Daniel had the usual traveler’s cold, and I was conscious to keep my head above the surface and my face clear of icky fluids, preventing the exacerbation of an apparent eye infection that has left me with sore sockets, bloodshot eyes, and the feeling of ever-present hairs stuck directly across my corneas.

It has ached in ways that worry me a bit (sometimes my anxieties threaten to convince that my laser eye surgery has at long last betrayed me as I feared, and turned for the worse...).


I'm just trying to prevent further infection, if I can. It's already feeling better.

​Considering my immune system’s past track record, I expect a full recovery in the next few days.

PictureThe Ferocious Panamanian Mosquito Massacre of 2015
Also medically related: Given the historic nature of disease-riddled mosquitoes in Panamá's yesteryears, our bedroom beckoned preparations.
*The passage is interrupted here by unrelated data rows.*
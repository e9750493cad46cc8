//! JSON output of the deduplicated feed.
//!
//! Rows appear in ascending `cluster_id` order. Each row is the winning
//! article's full input record plus its `cluster_id`.

use crate::cluster::Representative;
use crate::error::DedupError;
use crate::models::{Article, FeedRow};
use crate::utils::write_json_atomic;
use std::path::Path;
use tracing::{error, info, instrument};

/// Materialise the representatives as feed rows.
pub fn assemble_feed(articles: &[Article], representatives: &[Representative]) -> Vec<FeedRow> {
    representatives
        .iter()
        .map(|rep| articles[rep.index].to_feed_row(rep.cluster_id))
        .collect()
}

/// Write the feed to `path`, replacing any previous file atomically.
#[instrument(level = "info", skip_all, fields(path = %path.display(), rows = rows.len()))]
pub async fn write_feed(rows: &[FeedRow], path: &Path) -> Result<(), DedupError> {
    if let Err(source) = write_json_atomic(rows, path).await {
        error!(error = %source, "Failed to write feed");
        return Err(DedupError::Write {
            path: path.display().to_string(),
            source,
        });
    }
    info!("Wrote deduplicated feed");
    Ok(())
}

#[cfg(test)]
mod tests {
    use super::*;
    use serde_json::json;

    fn article(id: usize, title: &str, hype: u8) -> Article {
        Article::from_row(
            id,
            json!({"new_title": title, "hype_score": hype, "category": "Tech"}),
        )
        .unwrap()
    }

    #[test]
    fn test_assemble_feed_uses_winners() {
        let articles = vec![article(0, "a", 4), article(1, "b", 1), article(2, "c", 6)];
        let reps = vec![
            Representative { cluster_id: 0, index: 1, cluster_size: 2 },
            Representative { cluster_id: 1, index: 2, cluster_size: 1 },
        ];
        let rows = assemble_feed(&articles, &reps);
        assert_eq!(rows.len(), 2);
        assert_eq!(rows[0].cluster_id, 0);
        assert_eq!(rows[0].new_title(), Some("b"));
        assert_eq!(rows[1].new_title(), Some("c"));
        assert_eq!(rows[1].category(), Some("Tech"));
    }

    #[tokio::test]
    async fn test_write_feed_round_trip() {
        let dir = std::env::temp_dir().join(format!("no_hype_outputs_{}", std::process::id()));
        let path = dir.join("final_feed.json");
        let rows = assemble_feed(
            &[article(0, "a", 4)],
            &[Representative { cluster_id: 3, index: 0, cluster_size: 1 }],
        );

        write_feed(&rows, &path).await.unwrap();
        let back: Vec<FeedRow> = crate::utils::read_json(&path).await.unwrap();
        assert_eq!(back, rows);

        let _ = std::fs::remove_dir_all(&dir);
    }
}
With his previous travels, Daniel is all too familiar with mosquitoes, and all that they could carry, in terms of undesirable injections. He considers them the winged terrorists of the animal kingdom (anyone agree?). I, of course, am being far too cavalier about it, and am very fortunate he is here to bedeck our beds with not one, not two, but THREE full-sized, interwoven bug nets, to keep out the vampiric insects that would add us to the 800,000 malaria fatalities (the US spent over $20 million to kill off Panamanian mosquitoes while building the canal, we are just making sure that effort was worth it!).

Geckos frequent the white-washed walls and Santorini-blue window panes of the jungle cabin, and every time I see one, I thank him and do my darnedest expose all the secret locations of the many-legged fiends that run rampant in the ever-humid house.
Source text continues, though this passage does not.